In vivo response to biodegradable controlled antibiotic release systems


Korkusuz F., Korkusuz P. , Eksioglu F., Gursel I., Hasirci V.

JOURNAL OF BIOMEDICAL MATERIALS RESEARCH, cilt.55, ss.217-228, 2001 (SCI İndekslerine Giren Dergi) identifier identifier identifier

  • Cilt numarası: 55 Konu: 2
  • Basım Tarihi: 2001
  • Dergi Adı: JOURNAL OF BIOMEDICAL MATERIALS RESEARCH
  • Sayfa Sayıları: ss.217-228

Özet

In this study, the major goal was to evaluate in vitro and in vivo findings by macroscopy, radiology, and histology to determine the effectiveness of therapy of experimental implant-related osteomyelitis with antibiotic carrier rods constructed of microbial polyesters.
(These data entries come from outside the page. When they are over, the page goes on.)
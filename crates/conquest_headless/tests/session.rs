//! End-to-end tests of the headless runner over in-memory pipes and
//! temporary files.

use std::io::Write;
use std::path::{Path, PathBuf};

use conquest_core::config::SimConfig;
use conquest_core::events::SimEvent;
use conquest_core::factions::Team;
use conquest_core::map::{BuildingSpec, MapData};
use conquest_core::simulation::Simulation;
use conquest_headless::capture::{self, record_to_file, CaptureHeader};
use conquest_headless::protocol::{EventOutput, Response};
use conquest_headless::runner::HeadlessRunner;
use conquest_headless::{load_sim_config, run_batch, verify_determinism, BatchConfig};
use conquest_test_utils::fixtures::{duel_map, fast_config, map_of, skirmish_map};
use serde_json::json;

fn shipped_map() -> PathBuf {
    Path::new(env!("CARGO_MANIFEST_DIR")).join("../../maps/skirmish.json")
}

fn session(runner: &mut HeadlessRunner, script: &str) -> Vec<Response> {
    let mut output = Vec::new();
    runner.run(script.as_bytes(), &mut output).unwrap();
    String::from_utf8(output)
        .unwrap()
        .lines()
        .map(|line| serde_json::from_str(line).unwrap())
        .collect()
}

#[test]
fn load_map_reports_world_and_factions() {
    let script = format!(
        "{}\n{{\"cmd\":\"quit\"}}\n",
        json!({"cmd": "load_map", "path": shipped_map()})
    );
    let mut runner = HeadlessRunner::new(SimConfig::default());
    let responses = session(&mut runner, &script);

    assert_eq!(
        responses,
        vec![
            Response::ready(0),
            Response::Loaded {
                buildings: 9,
                obstacles: 2,
                factions: vec![Team::Player, Team::Enemy],
            },
            Response::Bye,
        ]
    );
}

#[test]
fn shipped_map_matches_fixture() {
    let from_file = MapData::load(shipped_map()).unwrap();
    let a = Simulation::from_map(SimConfig::default(), &from_file);
    let b = Simulation::from_map(SimConfig::default(), &skirmish_map());
    assert_eq!(a.state_hash(), b.state_hash());
}

#[test]
fn ron_map_loads_through_protocol() {
    let mut file = tempfile::Builder::new().suffix(".ron").tempfile().unwrap();
    writeln!(
        file,
        r#"(buildings: [(x: 10.0, y: 10.0, team: "green", count: 5), (x: 90.0, y: 10.0, team: "yellow", count: 5)])"#
    )
    .unwrap();

    let mut runner = HeadlessRunner::new(SimConfig::default());
    let script = format!("{}\n", json!({"cmd": "load_map", "path": file.path()}));
    let responses = session(&mut runner, &script);
    assert_eq!(
        responses[1],
        Response::Loaded {
            buildings: 2,
            obstacles: 0,
            factions: vec![Team::Green, Team::Yellow],
        }
    );
}

#[test]
fn stepping_matches_direct_simulation() {
    let mut runner = HeadlessRunner::with_map(SimConfig::default().with_seed(8), &skirmish_map());
    let responses = session(
        &mut runner,
        "{\"cmd\":\"step\",\"count\":300}\n{\"cmd\":\"hash\"}\n",
    );

    let mut direct = Simulation::from_map(SimConfig::default().with_seed(8), &skirmish_map());
    let mut expected_events = Vec::new();
    for _ in 0..300 {
        expected_events.push(direct.tick());
    }

    let ticks: Vec<&Vec<EventOutput>> = responses
        .iter()
        .filter_map(|r| match r {
            Response::Tick { events, .. } => Some(events),
            _ => None,
        })
        .collect();
    assert_eq!(ticks.len(), 300);
    for (got, want) in ticks.iter().zip(&expected_events) {
        let want: Vec<EventOutput> = want.iter().map(EventOutput::from).collect();
        assert_eq!(*got, &want);
    }
    assert_eq!(
        responses.last(),
        Some(&Response::Hash {
            tick: 300,
            hash: direct.state_hash()
        })
    );
}

#[test]
fn step_stops_when_finished() {
    // An empty PLAYER outpost right next to a full ENEMY garrison: the
    // first arrivals capture it and PLAYER is eliminated.
    let map = map_of(vec![
        BuildingSpec::new(540.0, 1000.0, "PLAYER", 0),
        BuildingSpec::new(540.0, 900.0, "ENEMY", 100),
    ]);
    let mut sim = Simulation::from_map(fast_config(1), &map);
    assert!(sim.send_troops(1, 0).unwrap());
    sim.run_until_finished(1_000);
    assert!(sim.is_finished());
    let finished_at = sim.get_tick();

    let mut runner = HeadlessRunner::with_map(fast_config(1), &map);
    let script = format!(
        "{}\n{}\n{}\n",
        json!({"cmd": "send", "from": 1, "to": 0}),
        json!({"cmd": "step", "count": finished_at + 50}),
        json!({"cmd": "step"}),
    );
    let responses = session(&mut runner, &script);

    assert_eq!(responses[1], Response::Dispatch { accepted: true });
    let ticks = responses
        .iter()
        .filter(|r| matches!(r, Response::Tick { .. }))
        .count() as u64;
    assert_eq!(ticks, finished_at);
    assert!(matches!(responses.last(), Some(Response::Error { .. })));
}

#[test]
fn query_reports_float_state() {
    let mut runner = HeadlessRunner::with_map(SimConfig::default(), &duel_map());
    let responses = session(&mut runner, "{\"cmd\":\"query\"}\n");
    let Response::State(state) = &responses[1] else {
        panic!("expected state, got {:?}", responses[1]);
    };
    assert_eq!(state.tick, 0);
    assert_eq!(state.buildings.len(), 2);
    assert_eq!(state.buildings[0].x, 540.0);
    assert_eq!(state.buildings[0].y, 1700.0);
    assert_eq!(state.buildings[0].team, Team::Player);
    assert_eq!(state.buildings[1].count, 100);
    assert!(state.victory.is_none());
    assert!(!state.finished);
}

#[test]
fn capture_file_replays_every_tick() {
    let dir = tempfile::tempdir().unwrap();
    let path = dir.path().join("captures/duel.bin");

    let config = fast_config(6);
    let mut sim = Simulation::from_map(config.clone(), &duel_map());
    let header = CaptureHeader::new(config.seed, config.tick_rate, None);
    let summary = record_to_file(&mut sim, &header, &path, 5_000).unwrap();

    let reader = capture::open(&path).unwrap();
    assert_eq!(reader.header(), &header);
    let frames = reader.read_all().unwrap();
    assert_eq!(frames.len() as u64, summary.frames);

    let last = frames.last().unwrap();
    assert_eq!(last.snapshot.finished, summary.finished);
    assert_eq!(last.snapshot.victory, summary.victory);
    if summary.finished {
        let announced = frames
            .iter()
            .flat_map(|f| f.events.iter())
            .filter(|e| matches!(e, SimEvent::Victory { .. }))
            .count();
        assert_eq!(announced, 1);
    }
}

#[test]
fn batch_and_verify_agree_on_hashes() {
    let config = load_sim_config(None, None, None).unwrap();
    let results = run_batch(
        BatchConfig::new("duel", 2).with_seed(3).with_max_ticks(500),
        &config,
        &duel_map(),
    );
    let report = verify_determinism(&config.clone().with_seed(3), &duel_map(), 2, 500);

    assert!(report.is_deterministic());
    assert_eq!(results.games[0].final_hash, report.final_hashes[0]);
}

#[test]
fn shipped_config_spells_out_the_defaults() {
    let path = Path::new(env!("CARGO_MANIFEST_DIR")).join("../../maps/default.ron");
    let config = load_sim_config(Some(&path), None, None).unwrap();
    assert_eq!(config, SimConfig::default());
}
//! Simulation tuning.
//!
//! Every gameplay constant lives in [`SimConfig`], which is handed to the
//! simulation at construction. Defaults are tuned for 60 ticks per
//! second; a RON file only needs to name the fields it changes.
//!
//! # Example RON
//!
//! ```ron
//! SimConfig(
//!     seed: 7,
//!     soldier: (speed: 6.0, send_delay: 3),
//!     ai: (cooldown: 30, error_chance: 0.0),
//!     victory: (fast_finish: true),
//! )
//! ```

use std::path::Path;

use serde::{Deserialize, Serialize};

use crate::error::{GameError, Result};
use crate::math::{decimal_serde, Fixed};

/// Tick rate the default values are expressed in.
pub const BASE_TICK_RATE: u32 = 60;

/// Soldier movement and dispatch settings.
#[derive(Debug, Clone, PartialEq, Serialize, Deserialize)]
#[serde(default)]
pub struct SoldierConfig {
    /// Distance travelled per tick.
    #[serde(with = "decimal_serde")]
    pub speed: Fixed,
    /// Ticks between passive troop increments at a normal building.
    #[serde(with = "decimal_serde")]
    pub spawn_interval: Fixed,
    /// Fraction of a building's troops sent per dispatch.
    pub send_fraction: f64,
    /// Ticks between consecutive soldiers of one dispatch.
    pub send_delay: u32,
}

impl Default for SoldierConfig {
    fn default() -> Self {
        Self {
            speed: Fixed::from_num(4.5),
            spawn_interval: Fixed::from_num(30),
            send_fraction: 0.8,
            send_delay: 5,
        }
    }
}

/// Building limits.
#[derive(Debug, Clone, PartialEq, Serialize, Deserialize)]
#[serde(default)]
pub struct BuildingConfig {
    /// Troop cap for every building.
    pub max_count: i32,
}

impl Default for BuildingConfig {
    fn default() -> Self {
        Self { max_count: 200 }
    }
}

/// Arrival and damage settings.
#[derive(Debug, Clone, PartialEq, Serialize, Deserialize)]
#[serde(default)]
pub struct CombatConfig {
    /// A soldier closer than this to its target has arrived.
    #[serde(with = "decimal_serde")]
    pub hit_radius: Fixed,
    /// Troops removed by one hostile arrival.
    pub damage: i32,
    /// Chance that an owned bunker shrugs off a hit.
    pub bunker_block_chance: f64,
}

impl Default for CombatConfig {
    fn default() -> Self {
        Self {
            hit_radius: Fixed::from_num(10),
            damage: 1,
            bunker_block_chance: 0.5,
        }
    }
}

impl CombatConfig {
    /// Squared hit radius, compared against squared distances.
    #[must_use]
    pub fn hit_radius_squared(&self) -> Fixed {
        self.hit_radius.saturating_mul(self.hit_radius)
    }
}

/// Opponent heuristic settings.
#[derive(Debug, Clone, PartialEq, Serialize, Deserialize)]
#[serde(default)]
pub struct AiConfig {
    /// Polls between accepted commands.
    pub cooldown: u32,
    /// Chance of picking among the top three targets instead of the best.
    pub error_chance: f64,
    /// A building needs strictly more troops than this to attack.
    pub min_attack_count: i32,
    /// Weight of distance in the target score.
    #[serde(with = "decimal_serde")]
    pub distance_weight: Fixed,
    /// Weight of defender count in the target score.
    #[serde(with = "decimal_serde")]
    pub count_weight: Fixed,
    /// Score multiplier applied to neutral targets.
    #[serde(with = "decimal_serde")]
    pub neutral_multiplier: Fixed,
}

impl Default for AiConfig {
    fn default() -> Self {
        Self {
            cooldown: 45,
            error_chance: 0.05,
            min_attack_count: 20,
            distance_weight: Fixed::from_num(0.2),
            count_weight: Fixed::from_num(0.8),
            neutral_multiplier: Fixed::from_num(1.2),
        }
    }
}

/// Late-game generation speed-up that forces long games to end.
#[derive(Debug, Clone, PartialEq, Serialize, Deserialize)]
#[serde(default)]
pub struct IntensityConfig {
    /// Whether the multiplier grows at all.
    pub enabled: bool,
    /// Elapsed ticks before growth starts.
    pub start_tick: u64,
    /// Multiplier gained per elapsed second past `start_tick`.
    #[serde(with = "decimal_serde")]
    pub growth_per_second: Fixed,
}

impl Default for IntensityConfig {
    fn default() -> Self {
        Self {
            enabled: true,
            start_tick: 3600,
            growth_per_second: Fixed::from_num(0.05),
        }
    }
}

/// End-of-game behaviour.
#[derive(Debug, Clone, PartialEq, Serialize, Deserialize)]
#[serde(default)]
pub struct VictoryConfig {
    /// Ticks the simulation keeps running after a victory.
    pub display_ticks: u32,
    /// Latch `finished` on the victory tick.
    pub fast_finish: bool,
}

impl Default for VictoryConfig {
    fn default() -> Self {
        Self {
            display_ticks: 120,
            fast_finish: false,
        }
    }
}

/// Complete simulation configuration.
#[derive(Debug, Clone, PartialEq, Serialize, Deserialize)]
#[serde(default)]
pub struct SimConfig {
    /// Ticks per simulated second.
    pub tick_rate: u32,
    /// Seed for the default random source.
    pub seed: u64,
    /// Soldier settings.
    pub soldier: SoldierConfig,
    /// Building settings.
    pub building: BuildingConfig,
    /// Combat settings.
    pub combat: CombatConfig,
    /// AI settings.
    pub ai: AiConfig,
    /// Intensity ramp.
    pub intensity: IntensityConfig,
    /// Victory settings.
    pub victory: VictoryConfig,
}

impl Default for SimConfig {
    fn default() -> Self {
        Self {
            tick_rate: BASE_TICK_RATE,
            seed: 0,
            soldier: SoldierConfig::default(),
            building: BuildingConfig::default(),
            combat: CombatConfig::default(),
            ai: AiConfig::default(),
            intensity: IntensityConfig::default(),
            victory: VictoryConfig::default(),
        }
    }
}

impl SimConfig {
    /// Load a configuration from a RON file.
    pub fn load<P: AsRef<Path>>(path: P) -> Result<Self> {
        let path = path.as_ref();
        let contents = std::fs::read_to_string(path).map_err(|e| GameError::Io {
            path: path.display().to_string(),
            message: e.to_string(),
        })?;
        let config: Self = ron::from_str(&contents).map_err(|e| GameError::DataParseError {
            path: path.display().to_string(),
            message: e.to_string(),
        })?;
        config.validate()?;
        Ok(config)
    }

    /// Parse a configuration from a RON string.
    pub fn from_ron_str(ron: &str) -> Result<Self> {
        let config: Self = ron::from_str(ron).map_err(|e| GameError::DataParseError {
            path: "<inline>".to_string(),
            message: e.to_string(),
        })?;
        config.validate()?;
        Ok(config)
    }

    /// Same configuration with a different seed.
    #[must_use]
    pub fn with_seed(mut self, seed: u64) -> Self {
        self.seed = seed;
        self
    }

    /// Rescale frame-based values to a different tick rate.
    ///
    /// Soldiers cover the same distance per second and every delay spans
    /// the same wall-clock time. Tick counts are rounded to the nearest
    /// whole tick and never drop below one. Low rates can push the
    /// per-tick speed past what [`SimConfig::validate`] accepts.
    #[must_use]
    pub fn scaled_to_tick_rate(mut self, tick_rate: u32) -> Self {
        if tick_rate == 0 || tick_rate == self.tick_rate {
            return self;
        }
        let scale = Fixed::from_num(self.tick_rate) / Fixed::from_num(tick_rate);
        let ticks = |value: u32| -> u32 {
            let scaled = (Fixed::from_num(value) / scale).round().to_num::<u32>();
            scaled.max(1)
        };

        self.soldier.speed *= scale;
        self.soldier.spawn_interval /= scale;
        self.soldier.send_delay = ticks(self.soldier.send_delay);
        self.ai.cooldown = ticks(self.ai.cooldown);
        self.victory.display_ticks = ticks(self.victory.display_ticks);
        self.intensity.start_tick =
            (Fixed::saturating_from_num(self.intensity.start_tick) / scale)
                .round()
                .saturating_to_num::<u64>();
        self.tick_rate = tick_rate;
        self
    }

    /// Reject values the simulation cannot run with.
    pub fn validate(&self) -> Result<()> {
        let probability = |name: &str, p: f64| {
            if (0.0..=1.0).contains(&p) {
                Ok(())
            } else {
                Err(GameError::InvalidConfig(format!(
                    "{name} must be within [0, 1], got {p}"
                )))
            }
        };

        if self.tick_rate == 0 {
            return Err(GameError::InvalidConfig("tick_rate must be positive".into()));
        }
        if self.soldier.speed <= Fixed::ZERO {
            return Err(GameError::InvalidConfig("soldier.speed must be positive".into()));
        }
        if self.combat.hit_radius <= Fixed::ZERO {
            return Err(GameError::InvalidConfig("combat.hit_radius must be positive".into()));
        }
        // A faster soldier can step across the hit circle and never arrive.
        if self.soldier.speed >= self.combat.hit_radius.saturating_mul(Fixed::from_num(2)) {
            return Err(GameError::InvalidConfig(format!(
                "soldier.speed ({}) must be below twice combat.hit_radius ({})",
                self.soldier.speed, self.combat.hit_radius
            )));
        }
        if self.soldier.spawn_interval <= Fixed::ZERO {
            return Err(GameError::InvalidConfig(
                "soldier.spawn_interval must be positive".into(),
            ));
        }
        if self.building.max_count < 1 {
            return Err(GameError::InvalidConfig(
                "building.max_count must be at least 1".into(),
            ));
        }
        if self.combat.damage < 0 {
            return Err(GameError::InvalidConfig(
                "combat.damage must not be negative".into(),
            ));
        }
        probability("soldier.send_fraction", self.soldier.send_fraction)?;
        probability("combat.bunker_block_chance", self.combat.bunker_block_chance)?;
        probability("ai.error_chance", self.ai.error_chance)?;
        Ok(())
    }
}

#[cfg(test)]
mod tests {
    use super::*;

    #[test]
    fn defaults_match_shipped_tuning() {
        let config = SimConfig::default();
        assert_eq!(config.tick_rate, 60);
        assert_eq!(config.soldier.speed, Fixed::from_num(4.5));
        assert_eq!(config.soldier.send_delay, 5);
        assert_eq!(config.building.max_count, 200);
        assert_eq!(config.ai.cooldown, 45);
        assert_eq!(config.ai.min_attack_count, 20);
        assert_eq!(config.combat.hit_radius_squared(), Fixed::from_num(100));
        assert_eq!(config.victory.display_ticks, 120);
        assert!(!config.victory.fast_finish);
        assert!(config.validate().is_ok());
    }

    #[test]
    fn partial_ron_keeps_other_defaults() {
        let config = SimConfig::from_ron_str(
            "(seed: 9, soldier: (speed: 6.0), victory: (fast_finish: true))",
        )
        .unwrap();
        assert_eq!(config.seed, 9);
        assert_eq!(config.soldier.speed, Fixed::from_num(6));
        assert_eq!(config.soldier.send_delay, 5);
        assert!(config.victory.fast_finish);
        assert_eq!(config.ai, AiConfig::default());
    }

    #[test]
    fn invalid_probability_is_rejected() {
        let err = SimConfig::from_ron_str("(ai: (error_chance: 1.5))").unwrap_err();
        assert!(matches!(err, GameError::InvalidConfig(_)));
    }

    #[test]
    fn malformed_ron_is_a_parse_error() {
        let err = SimConfig::from_ron_str("(soldier: oops)").unwrap_err();
        assert!(matches!(err, GameError::DataParseError { .. }));
    }

    #[test]
    fn halving_tick_rate_doubles_speed_and_halves_delays() {
        let config = SimConfig::default().scaled_to_tick_rate(30);
        assert_eq!(config.tick_rate, 30);
        assert_eq!(config.soldier.speed, Fixed::from_num(9));
        assert_eq!(config.soldier.spawn_interval, Fixed::from_num(15));
        assert_eq!(config.soldier.send_delay, 3);
        assert_eq!(config.ai.cooldown, 23);
        assert_eq!(config.victory.display_ticks, 60);
        assert_eq!(config.intensity.start_tick, 1800);
    }

    #[test]
    fn speed_that_overshoots_hit_radius_is_rejected() {
        let slow = SimConfig::default().scaled_to_tick_rate(10);
        assert_eq!(slow.soldier.speed, Fixed::from_num(27));
        assert!(matches!(slow.validate(), Err(GameError::InvalidConfig(_))));

        let err = SimConfig::from_ron_str("(soldier: (speed: 20.0))").unwrap_err();
        assert!(matches!(err, GameError::InvalidConfig(_)));
        assert!(SimConfig::from_ron_str("(soldier: (speed: 19.5))").is_ok());
    }

    #[test]
    fn same_tick_rate_is_unchanged() {
        assert_eq!(
            SimConfig::default().scaled_to_tick_rate(60),
            SimConfig::default()
        );
    }
}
The polymers used were poly(3-hydroxybutyrate-co-4-hydroxyvalerate) [P(3HB-co-4-HB)] and poly(3-hydroxybutyrate-co-3-hydroxy-valerate) [P(3-HB-co-3-HV)]. Both the Sulperazone(R) and the Duocid(R)-P(3-HB-co-4-HB) rods with a drug to polymer ratio of 1:1 (w/w) were effective in treating the bone infection that was experimentally initiated by inoculation of a hemolytic strain of Staphylococcus aureus (coagulase positive; phage type 52/52b) together with metal implants into the medullary area of rabbit tibia. Macroscopical data revealed that the effectiveness of therapy was apparent at week 6 for all categories tested. Radiological findings with Duocid(R)- and Sulperazone(R)-loaded P(3-HB-co-4-HB) rods improved significantly when judged by changes in periosteal elevation, widening of bone shaft, new bone formation, and soft-tissue deformation after 6 weeks of implantation. Histologically the signs of infection were found to subside by weeks 3 and 6. inflammatory cells were replaced with bone-forming cells upon treatment with Sulperazone(R)-P(3-HB-co-4-HB) and Duocid(R)-P(3-HB-co-4-HB). Osteoblastic activity was prominent. Intramedullary inflammation, although still present, started to be replaced by fibrous or bony tissue. Histological findings presented the subsidence of infection. In summary, the antibiotic-loaded biopolymeric rods appeared to have potential as a new controlled-release system for the treatment of implant related osteomyelitis and chronic osteomyelitis. (C) 2001 John Wiley & Sons, Inc.